◆ **Work request**
A complete and exact copy of the data below is required.

◆ **Data to use**
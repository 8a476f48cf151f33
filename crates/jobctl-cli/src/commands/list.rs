use std::path::Path;

use jobctl_core::job::{JobState, ListFilter};
use jobctl_core::Store;
use jobctl_sqlite::SqliteStore;

use crate::error::{CliError, CliResult};
use crate::render;

pub async fn run(
    db_path: &Path,
    state: Option<String>,
    pending_ready_only: bool,
    json: bool,
) -> CliResult<()> {
    let state = state
        .map(|s| {
            JobState::parse(&s).ok_or_else(|| CliError::Input(format!("unknown job state: {s:?}")))
        })
        .transpose()?;

    let store = SqliteStore::open(db_path).await?;
    let jobs = store
        .list(ListFilter {
            state,
            pending_ready_only,
        })
        .await?;

    if json {
        render::jobs_json(&jobs);
    } else {
        render::jobs_table(&jobs);
    }
    Ok(())
}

◆ **Task result**
repository 8a476f48cf151f33
filename crates/jobctl-cli/src/commands/list.rs
use std::path::Path;

use jobctl_core::job::{JobState, ListFilter};
use jobctl_core::Store;
use jobctl_sqlite::SqliteStore;

use crate::error::{CliError, CliResult};
use crate::render;

pub async fn run(
    db_path: &Path,
    state: Option<String>,
    pending_ready_only: bool,
    json: bool,
) -> CliResult<()> {
    let state = state
        .map(|s| {
            JobState::parse(&s).ok_or_else(|| CliError::Input(format!("unknown job state: {s:?}")))
        })
        .transpose()?;

    let store = SqliteStore::open(db_path).await?;
    let jobs = store
        .list(ListFilter {
            state,
            pending_ready_only,
        })
        .await?;

    if json {
        render::jobs_json(&jobs);
    } else {
        render::jobs_table(&jobs);
    }
    Ok(())
}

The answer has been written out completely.